Task goal >>
Where a line holds the word "push", copy it from the records.

Collected data entries
****************

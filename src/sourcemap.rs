//! Source-map v3 document assembly.
//!
//! The linked output is one generated file; mappings arrive through the
//! [`crate::link::SourceMapFilter`] callback and are encoded as the usual
//! base64-VLQ `mappings` string.

use std::io::Write;

use serde::Serialize;

use crate::error::{Error, Result};

#[derive(Debug, Clone)]
pub struct Mapping {
    /// 1-based line in the generated output.
    pub generated_line: u32,
    /// 0-based byte column in the generated output.
    pub generated_column: u32,
    pub original: Option<OriginalPosition>,
}

#[derive(Debug, Clone)]
pub struct OriginalPosition {
    pub file: String,
    /// 1-based.
    pub line: u32,
    /// 1-based.
    pub column: u32,
}

#[derive(Debug)]
pub struct SourceMap {
    file: String,
    mappings: Vec<Mapping>,
}

#[derive(Serialize)]
struct Document<'a> {
    version: u32,
    file: &'a str,
    sources: Vec<String>,
    names: Vec<String>,
    mappings: String,
}

impl SourceMap {
    #[must_use]
    pub fn new(file: impl Into<String>) -> Self {
        Self {
            file: file.into(),
            mappings: Vec::new(),
        }
    }

    pub fn add_mapping(&mut self, mapping: Mapping) {
        self.mappings.push(mapping);
    }

    #[must_use]
    pub fn is_empty(&self) -> bool {
        self.mappings.is_empty()
    }

    /// Serializes the document. Mappings are sorted by generated position;
    /// sources are listed in first-use order.
    pub fn write_to(&mut self, out: &mut dyn Write) -> Result<()> {
        self.mappings
            .sort_by_key(|m| (m.generated_line, m.generated_column));

        let mut sources: Vec<String> = Vec::new();
        let mut encoded = String::new();
        let mut line = 1u32;
        let mut first_in_line = true;
        let mut prev_generated_column = 0i64;
        let mut prev_source = 0i64;
        let mut prev_line = 0i64;
        let mut prev_column = 0i64;

        for mapping in &self.mappings {
            while line < mapping.generated_line {
                encoded.push(';');
                line += 1;
                prev_generated_column = 0;
                first_in_line = true;
            }
            if !first_in_line {
                encoded.push(',');
            }
            vlq_encode(
                i64::from(mapping.generated_column) - prev_generated_column,
                &mut encoded,
            );
            prev_generated_column = i64::from(mapping.generated_column);

            if let Some(original) = &mapping.original {
                let index = source_index(&mut sources, &original.file);
                vlq_encode(index - prev_source, &mut encoded);
                prev_source = index;

                let original_line = i64::from(original.line.saturating_sub(1));
                vlq_encode(original_line - prev_line, &mut encoded);
                prev_line = original_line;

                let original_column = i64::from(original.column.saturating_sub(1));
                vlq_encode(original_column - prev_column, &mut encoded);
                prev_column = original_column;
            }
            first_in_line = false;
        }

        let document = Document {
            version: 3,
            file: &self.file,
            sources,
            names: Vec::new(),
            mappings: encoded,
        };
        serde_json::to_writer(out, &document)
            .map_err(|err| Error::internal(format!("cannot serialize source map: {err}")))
    }
}

fn source_index(sources: &mut Vec<String>, file: &str) -> i64 {
    if let Some(index) = sources.iter().position(|existing| existing == file) {
        return index as i64;
    }
    sources.push(file.to_string());
    (sources.len() - 1) as i64
}

const BASE64: &[u8; 64] = b"ABCDEFGHIJKLMNOPQRSTUVWXYZabcdefghijklmnopqrstuvwxyz0123456789+/";

/// Signed base64 VLQ: the sign lands in the lowest bit, continuation in
/// the sixth bit of every digit.
fn vlq_encode(value: i64, out: &mut String) {
    let mut rest = if value < 0 {
        ((-value as u64) << 1) | 1
    } else {
        (value as u64) << 1
    };
    loop {
        let mut digit = (rest & 0x1f) as usize;
        rest >>= 5;
        if rest != 0 {
            digit |= 0x20;
        }
        out.push(BASE64[digit] as char);
        if rest == 0 {
            break;
        }
    }
}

****************

Solution below >>
        self.mappings.push(mapping);
                encoded.push(';');
                encoded.push(',');
    sources.push(file.to_string());
        out.push(BASE64[digit] as char);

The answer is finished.